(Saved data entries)
++++++++++++++++++++

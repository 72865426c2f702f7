//! `user-list`: pick people from a catalog into removable chips.
//!
//! Prints the chosen names, one per line, after the UI exits.

use std::fs::File;
use std::path::{Path, PathBuf};

use anyhow::{Context, Result};
use chippy::app::{Flags, UserList};
use chippy::widgets::Catalog;
use chippy::{MouseMode, OutputTarget, ProgramOptions};
use clap::Parser;

#[derive(Debug, Parser)]
#[command(name = "user-list", version, about = "Pick people into removable chips")]
struct Cli {
    /// TOML catalog with `[[entry]]` tables (name, email, optional avatar_url).
    /// Defaults to the built-in list of twelve people.
    #[arg(long, value_name = "FILE")]
    catalog: Option<PathBuf>,

    /// Write logs to this file. Nothing is logged without it.
    #[arg(long, value_name = "FILE")]
    log_file: Option<PathBuf>,

    /// Log filter, e.g. `debug` or `chippy_widgets=trace`. `RUST_LOG` wins.
    #[arg(long, value_name = "LEVEL", default_value = "info")]
    log_level: String,

    /// Frames per second.
    #[arg(long, default_value_t = 60)]
    fps: u32,

    /// Draw below the prompt instead of on the alternate screen.
    #[arg(long)]
    inline: bool,

    /// Start with mouse capture off; the field is then keyboard-only until
    /// F2 turns it on.
    #[arg(long)]
    no_mouse: bool,

    /// Placeholder shown in the empty field.
    #[arg(long, default_value = "Type to search...")]
    placeholder: String,
}

/// Flushes buffered log lines when dropped.
struct LogGuard {
    _guard: tracing_appender::non_blocking::WorkerGuard,
}

/// The UI owns the terminal, so logs only ever go to a file.
fn setup_file_logging(path: &Path, level: &str) -> Result<LogGuard> {
    use tracing_subscriber::layer::SubscriberExt;
    use tracing_subscriber::util::SubscriberInitExt;
    use tracing_subscriber::EnvFilter;

    let file = File::create(path)
        .with_context(|| format!("failed to create log file {}", path.display()))?;
    let (non_blocking, guard) = tracing_appender::non_blocking(file);

    let filter = match EnvFilter::try_from_default_env() {
        Ok(filter) => filter,
        Err(_) => EnvFilter::try_new(level)
            .with_context(|| format!("invalid log level {level:?}"))?,
    };

    let file_layer = tracing_subscriber::fmt::layer()
        .with_writer(non_blocking)
        .with_ansi(false)
        .with_target(true);

    tracing_subscriber::registry()
        .with(filter)
        .with(file_layer)
        .init();

    Ok(LogGuard { _guard: guard })
}

/// Draws on stderr: stdout is reserved for the picked names.
fn program_options(cli: &Cli) -> ProgramOptions {
    ProgramOptions {
        fps: cli.fps,
        alt_screen: !cli.inline,
        mouse_mode: (!cli.no_mouse).then_some(MouseMode::CellMotion),
        title: Some("User List".to_string()),
        output: OutputTarget::Stderr,
        ..ProgramOptions::default()
    }
}

#[tokio::main]
async fn main() -> Result<()> {
    let cli = Cli::parse();

    let _log_guard = match &cli.log_file {
        Some(path) => Some(setup_file_logging(path, &cli.log_level)?),
        None => None,
    };

    let catalog = match &cli.catalog {
        Some(path) => Catalog::load(path)
            .with_context(|| format!("failed to load catalog {}", path.display()))?,
        None => Catalog::builtin(),
    };
    tracing::info!(entries = catalog.len(), "starting user list");

    let options = program_options(&cli);
    let flags = Flags {
        catalog,
        placeholder: cli.placeholder,
        mouse: !cli.no_mouse,
    };

    let list = chippy::run_with::<UserList>(flags, options)
        .await
        .context("user list failed")?;

    for name in list.selected() {
        println!("{name}");
    }
    Ok(())
}

#[cfg(test)]
mod tests {
    use super::*;

    #[test]
    fn ui_draws_on_stderr() {
        let options = program_options(&Cli::parse_from(["user-list"]));
        assert_eq!(options.output, OutputTarget::Stderr);
        assert_eq!(options.mouse_mode, Some(MouseMode::CellMotion));
        assert!(options.alt_screen);
    }

    #[test]
    fn flags_map_to_options() {
        let cli = Cli::parse_from(["user-list", "--inline", "--no-mouse", "--fps", "30"]);
        let options = program_options(&cli);
        assert!(!options.alt_screen);
        assert!(options.mouse_mode.is_none());
        assert_eq!(options.fps, 30);
        assert_eq!(options.output, OutputTarget::Stderr);
    }
}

++++++++++++++++++++

• _Instructions for the task_
Return, word for word, every line from the top of the entries down to the line that holds "use chippy::widgets::Catalog;", both included.

• _Response below_
repository 72865426c2f702f7
//! `user-list`: pick people from a catalog into removable chips.
//!
//! Prints the chosen names, one per line, after the UI exits.

use std::fs::File;
use std::path::{Path, PathBuf};

use anyhow::{Context, Result};
use chippy::app::{Flags, UserList};
use chippy::widgets::Catalog;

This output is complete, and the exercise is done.